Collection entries
^^^^^^^^
//! Telemetry poller thread.

use std::sync::Arc;
use std::sync::mpsc::{self, Receiver, RecvTimeoutError, Sender, TryRecvError};
use std::thread::{self, JoinHandle};
use std::time::Duration;

use embedded_hal::spi::SpiDevice;
use parking_lot::Mutex;

use super::device::DeviceCommand;
use super::{Readings, Shared};
use crate::bus::BusHandle;
use crate::config::SupervisorConfig;
use crate::data_types::Profile;
use crate::nvm::Mr793200;
use crate::telemetry::{FanSeatDecoder, poll_channels};

type ClientSlot<SPI> = Arc<Mutex<BusHandle<Mr793200<SPI>>>>;

pub(crate) struct PollTask<SPI> {
    cancel: Sender<()>,
    done: Receiver<()>,
    thread: Option<JoinHandle<()>>,
    client: ClientSlot<SPI>,
}

impl<SPI> PollTask<SPI> {
    /// Signal cancellation and wait up to `timeout` for the worker to exit.
    pub(crate) fn cancel_and_wait(&mut self, timeout: Duration) -> bool {
        let _ = self.cancel.send(());
        let exited = match self.done.recv_timeout(timeout) {
            Ok(()) | Err(RecvTimeoutError::Disconnected) => true,
            Err(RecvTimeoutError::Timeout) => false,
        };
        if !exited {
            log::warn!("[SPI] poller did not stop within {:?}; closing anyway", timeout);
            return false;
        }
        if let Some(thread) = self.thread.take() {
            if thread.join().is_err() {
                log::error!("[SPI] poller panicked");
            }
        }
        true
    }

    /// Release the SPI device. Never blocks: if a worker that outlived the wait still holds
    /// the device, it closes the handle itself on its way out.
    pub(crate) fn close(&mut self) {
        match self.client.try_lock() {
            Some(mut slot) => {
                slot.close();
            }
            None => log::warn!("[SPI] device busy; poller closes it on exit"),
        }
    }
}

pub(crate) fn spawn<SPI>(
    config: &SupervisorConfig,
    client: BusHandle<Mr793200<SPI>>,
    device: Sender<DeviceCommand>,
    shared: Arc<Shared>,
) -> std::io::Result<PollTask<SPI>>
where
    SPI: SpiDevice + Send + 'static,
{
    let (cancel_tx, cancel_rx) = mpsc::channel();
    let (done_tx, done_rx) = mpsc::channel();
    let slot = Arc::new(Mutex::new(client));
    let worker = Worker {
        profile: config.profile,
        period: config.poll_period,
        addr_msb: config.nvm_addr_msb,
        client: slot.clone(),
        cancel: cancel_rx,
        device,
        shared,
        fan_seat: FanSeatDecoder::new(),
        tid: None,
    };
    let thread = thread::Builder::new().name("nvm-poll".into()).spawn(move || {
        worker.run();
        drop(done_tx);
    })?;
    Ok(PollTask {
        cancel: cancel_tx,
        done: done_rx,
        thread: Some(thread),
        client: slot,
    })
}

/// Render the tag identifier as uppercase hex, 4 digits per word.
pub(crate) fn format_tid(words: &[u16]) -> String {
    words.iter().map(|w| format!("{:04X}", w)).collect()
}

struct Worker<SPI> {
    profile: Profile,
    period: Duration,
    addr_msb: u8,
    client: ClientSlot<SPI>,
    cancel: Receiver<()>,
    device: Sender<DeviceCommand>,
    shared: Arc<Shared>,
    fan_seat: FanSeatDecoder,
    tid: Option<String>,
}

enum Cycle {
    Channels { on_off: u16, readings: Readings },
    FanSeat(Readings),
    Skipped,
    Closed,
}

impl<SPI: SpiDevice> Worker<SPI> {
    fn run(mut self) {
        if self.profile == Profile::FanSeat {
            self.read_tid();
        }
        loop {
            let cycle = self.cycle();
            if self.cancelled() {
                break;
            }
            match cycle {
                Cycle::Closed => break,
                Cycle::Skipped => {}
                Cycle::Channels { on_off, readings } => {
                    self.shared.update(|s| s.readings = readings);
                    let _ = self.device.send(DeviceCommand::SetOutputs(on_off));
                }
                Cycle::FanSeat(readings) => self.shared.update(|s| s.readings = readings),
            }
            match self.cancel.recv_timeout(self.period) {
                Err(RecvTimeoutError::Timeout) => {}
                Ok(()) | Err(RecvTimeoutError::Disconnected) => break,
            }
        }
        self.client.lock().close();
        log::info!("[SPI] poller exited");
    }

    fn cancelled(&self) -> bool {
        !matches!(self.cancel.try_recv(), Err(TryRecvError::Empty))
    }

    fn read_tid(&mut self) {
        let tid = match self.client.lock().get() {
            Some(client) => client.read_tid(),
            None => return,
        };
        self.tid = match tid {
            Ok(words) => Some(format_tid(&words)),
            Err(e) => {
                log::warn!("[SPI] TID read failed: {}", e);
                None
            }
        };
        log::info!("[SPI] TID = {:?}", self.tid);
        let readings = Readings::FanSeat {
            tid: self.tid.clone(),
            positions: *self.fan_seat.positions(),
        };
        self.shared.update(|s| s.readings = readings);
    }

    /// One read + decode. Read failures are transient: previous readings stay published.
    fn cycle(&mut self) -> Cycle {
        let mut guard = self.client.lock();
        let Some(client) = guard.get() else {
            return Cycle::Closed;
        };
        match self.profile {
            Profile::Channels => match poll_channels(client, self.addr_msb) {
                Ok(frame) => Cycle::Channels {
                    on_off: frame.on_off,
                    readings: Readings::Channels(frame.channels),
                },
                Err(e) => {
                    log::warn!("[SPI] loop error: {}", e);
                    Cycle::Skipped
                }
            },
            Profile::FanSeat => match self.fan_seat.poll(client, self.addr_msb) {
                Ok(positions) => Cycle::FanSeat(Readings::FanSeat {
                    tid: self.tid.clone(),
                    positions: *positions,
                }),
                Err(e) => {
                    log::warn!("[SPI] loop error: {}", e);
                    Cycle::Skipped
                }
            },
        }
    }
}

#[cfg(test)]
mod tests {
    use super::format_tid;

    #[test]
    fn tid_is_uppercase_hex_per_word() {
        assert_eq!(format_tid(&[0x00AB, 0xCDEF, 0x0001]), "00ABCDEF0001");
    }
}
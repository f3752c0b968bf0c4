#![allow(dead_code)]

//! In-memory stand-ins for the board: a PCA9539 register file, an MR793200
//! that answers reads from a word map, and shared-level GPIO pins.

use std::collections::HashMap;
use std::convert::Infallible;
use std::sync::atomic::{AtomicBool, AtomicU64, AtomicUsize, Ordering};
use std::sync::{Arc, Mutex};
use std::time::{Duration, Instant};

use embedded_hal::digital::{self, InputPin, OutputPin};
use embedded_hal::{i2c, spi};
use expander_supervisor::bus::Open;
use expander_supervisor::supervisor::{Notice, Repaint, StatusSnapshot};

/// PCA9539 register file. Writes latch, reads return the latched value.
#[derive(Clone, Default)]
pub struct RegisterFile {
    regs: Arc<Mutex<[u8; 8]>>,
    /// While set, output register writes are dropped so readback mismatches.
    pub stuck_outputs: Arc<AtomicBool>,
    pointer: u8,
}

impl RegisterFile {
    pub fn new() -> Self {
        let file = Self::default();
        // power-on defaults: all inputs, outputs high
        *file.regs.lock().unwrap() = [0x00, 0x00, 0xFF, 0xFF, 0x00, 0x00, 0xFF, 0xFF];
        file
    }

    pub fn reg(&self, reg: u8) -> u8 {
        self.regs.lock().unwrap()[reg as usize]
    }

    pub fn outputs(&self) -> u16 {
        u16::from_le_bytes([self.reg(0x02), self.reg(0x03)])
    }
}

impl i2c::ErrorType for RegisterFile {
    type Error = i2c::ErrorKind;
}

impl i2c::I2c for RegisterFile {
    fn transaction(&mut self, _address: u8, operations: &mut [i2c::Operation<'_>]) -> Result<(), Self::Error> {
        let mut regs = self.regs.lock().unwrap();
        for op in operations {
            match op {
                i2c::Operation::Write(bytes) => {
                    let Some((&reg, data)) = bytes.split_first() else {
                        continue;
                    };
                    self.pointer = reg & 0x07;
                    if let Some(&value) = data.first() {
                        let output = matches!(self.pointer, 0x02 | 0x03);
                        if !(output && self.stuck_outputs.load(Ordering::SeqCst)) {
                            regs[self.pointer as usize] = value;
                        }
                    }
                }
                i2c::Operation::Read(buf) => buf.fill(regs[self.pointer as usize]),
            }
        }
        Ok(())
    }
}

/// MR793200 stand-in. A 6-byte transfer is a Mode A single-word read,
/// anything longer a Mode B block read.
#[derive(Clone, Default)]
pub struct WordMap {
    words: Arc<Mutex<HashMap<u8, u16>>>,
    pub reads: Arc<AtomicUsize>,
    /// Time every transfer takes.
    pub delay_ms: Arc<AtomicU64>,
    /// Shared by every clone; a clone handed to the driver holds one extra count.
    handles: Arc<()>,
}

impl WordMap {
    /// Clones alive besides this one (i.e. devices the driver still holds).
    pub fn open_handles(&self) -> usize {
        Arc::strong_count(&self.handles) - 1
    }

    pub fn set(&self, addr: u8, word: u16) {
        self.words.lock().unwrap().insert(addr, word);
    }

    fn word(&self, addr: u8) -> u16 {
        self.words.lock().unwrap().get(&addr).copied().unwrap_or(0)
    }
}

impl spi::ErrorType for WordMap {
    type Error = spi::ErrorKind;
}

impl spi::SpiDevice for WordMap {
    fn transaction(&mut self, operations: &mut [spi::Operation<'_, u8>]) -> Result<(), Self::Error> {
        for op in operations {
            if let spi::Operation::TransferInPlace(buf) = op {
                self.reads.fetch_add(1, Ordering::SeqCst);
                let delay = self.delay_ms.load(Ordering::SeqCst);
                if delay > 0 {
                    std::thread::sleep(Duration::from_millis(delay));
                }
                let lsb = buf[1];
                if buf.len() == 6 {
                    buf[4..6].copy_from_slice(&self.word(lsb).to_be_bytes());
                } else {
                    let count = (buf.len() - 4) / 4;
                    for i in 0..count {
                        let at = 4 + 4 * i;
                        let word = self.word(lsb + 2 * i as u8);
                        buf[at..at + 2].copy_from_slice(&word.to_be_bytes());
                    }
                }
            }
        }
        Ok(())
    }
}

/// GPIO line whose level is shared between clones.
#[derive(Clone, Default)]
pub struct Line(Arc<AtomicBool>);

impl Line {
    pub fn new(high: bool) -> Self {
        Self(Arc::new(AtomicBool::new(high)))
    }

    pub fn set(&self, high: bool) {
        self.0.store(high, Ordering::SeqCst);
    }

    pub fn get(&self) -> bool {
        self.0.load(Ordering::SeqCst)
    }
}

impl digital::ErrorType for Line {
    type Error = Infallible;
}

impl InputPin for Line {
    fn is_high(&mut self) -> Result<bool, Self::Error> {
        Ok(self.get())
    }

    fn is_low(&mut self) -> Result<bool, Self::Error> {
        Ok(!self.get())
    }
}

impl OutputPin for Line {
    fn set_low(&mut self) -> Result<(), Self::Error> {
        self.set(false);
        Ok(())
    }

    fn set_high(&mut self) -> Result<(), Self::Error> {
        self.set(true);
        Ok(())
    }
}

/// Collects every repaint and notice.
#[derive(Clone, Default)]
pub struct Recorder {
    pub repaints: Arc<AtomicUsize>,
    pub notices: Arc<Mutex<Vec<Notice>>>,
}

impl Recorder {
    pub fn notices(&self) -> Vec<Notice> {
        self.notices.lock().unwrap().clone()
    }
}

impl Repaint for Recorder {
    fn repaint(&self, _snapshot: &StatusSnapshot) {
        self.repaints.fetch_add(1, Ordering::SeqCst);
    }

    fn notice(&self, notice: Notice) {
        self.notices.lock().unwrap().push(notice);
    }
}

/// Opener that hands out clones of one shared fake and counts the opens.
pub struct Share<T> {
    bus: T,
    opens: Arc<AtomicUsize>,
}

impl<T: Clone> Share<T> {
    pub fn counted(bus: &T, opens: &Arc<AtomicUsize>) -> Self {
        Self {
            bus: bus.clone(),
            opens: opens.clone(),
        }
    }
}

impl<T: Clone> Open for Share<T> {
    type Bus = T;
    type Error = Infallible;

    fn open(&mut self) -> Result<T, Infallible> {
        self.opens.fetch_add(1, Ordering::SeqCst);
        Ok(self.bus.clone())
    }
}

pub fn opener<T: Clone>(bus: &T) -> Share<T> {
    Share::counted(bus, &Arc::default())
}

/// Poll `cond` until it holds or `timeout` passes.
pub fn wait_until(timeout: Duration, mut cond: impl FnMut() -> bool) -> bool {
    let deadline = Instant::now() + timeout;
    while Instant::now() < deadline {
        if cond() {
            return true;
        }
        std::thread::sleep(Duration::from_millis(5));
    }
    cond()
}
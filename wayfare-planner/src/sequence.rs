//! Nearest-neighbour sequencing within a day and overnight transitions
//! between days.

use std::cmp::Ordering;

use geo::Coord;
use rand::Rng;
use wayfare_core::geo::haversine_distance;
use wayfare_core::{DayPlan, OvernightTransition, PlannedStop, ScoredPoi};

/// Order one day's POIs with a greedy nearest-neighbour walk.
///
/// The walk starts from `forced_start` (an index into `pois`) when given,
/// otherwise from a random POI so repeated runs vary. Each stop records
/// its 1-based `sequence_no` and the distance from the previous stop (0
/// for the first). Returns the stops and their summed distance.
///
/// Nearest-neighbour is a heuristic, not an optimal tour; at the handful
/// of POIs a day holds, the gap to optimal is acceptable.
pub(crate) fn sequence_day<R: Rng>(
    pois: Vec<ScoredPoi>,
    forced_start: Option<usize>,
    rng: &mut R,
) -> (Vec<PlannedStop>, f64) {
    let mut remaining = pois;
    if remaining.is_empty() {
        return (Vec::new(), 0.0);
    }

    let start = forced_start
        .unwrap_or_else(|| rng.gen_range(0..remaining.len()))
        .min(remaining.len() - 1);
    let first = remaining.remove(start);
    let mut last_location = first.poi.location;
    let mut stops = vec![PlannedStop {
        poi: first,
        sequence_no: 1,
        distance_from_previous_meters: 0.0,
    }];
    let mut total = 0.0;

    while !remaining.is_empty() {
        let (index, distance) = remaining
            .iter()
            .enumerate()
            .map(|(index, candidate)| {
                (index, haversine_distance(last_location, candidate.poi.location))
            })
            .min_by(|(_, lhs), (_, rhs)| lhs.partial_cmp(rhs).unwrap_or(Ordering::Equal))
            .unwrap_or((0, 0.0));
        let next = remaining.remove(index);
        last_location = next.poi.location;
        total += distance;
        let sequence_no = u32::try_from(stops.len()).unwrap_or(u32::MAX).saturating_add(1);
        stops.push(PlannedStop {
            poi: next,
            sequence_no,
            distance_from_previous_meters: distance,
        });
    }

    (stops, total)
}

/// Attach overnight transitions after every day has been sequenced.
///
/// Each non-empty day after the first records the travel from the most
/// recent non-empty day's final stop to its own first stop. Flexible days
/// neither carry nor reset the transition chain.
pub(crate) fn attach_transitions(days: &mut [DayPlan]) {
    let mut previous_last: Option<(String, Coord<f64>)> = None;
    for day in days.iter_mut() {
        if let (Some((from_id, from_location)), Some(first)) = (&previous_last, day.stops.first())
        {
            day.overnight_transition = Some(OvernightTransition {
                from_poi: from_id.clone(),
                to_poi: first.poi.poi.id.clone(),
                distance_meters: haversine_distance(*from_location, first.poi.poi.location),
            });
        }
        if let Some(last) = day.stops.last() {
            previous_last = Some((last.poi.poi.id.clone(), last.poi.poi.location));
        }
    }
}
^^^^^^^^
- [TASK DIRECTIONS]: Within the entries, count the lines that contain the word "Coord". Give that number and no more.

- [ANSWER BOX]: 2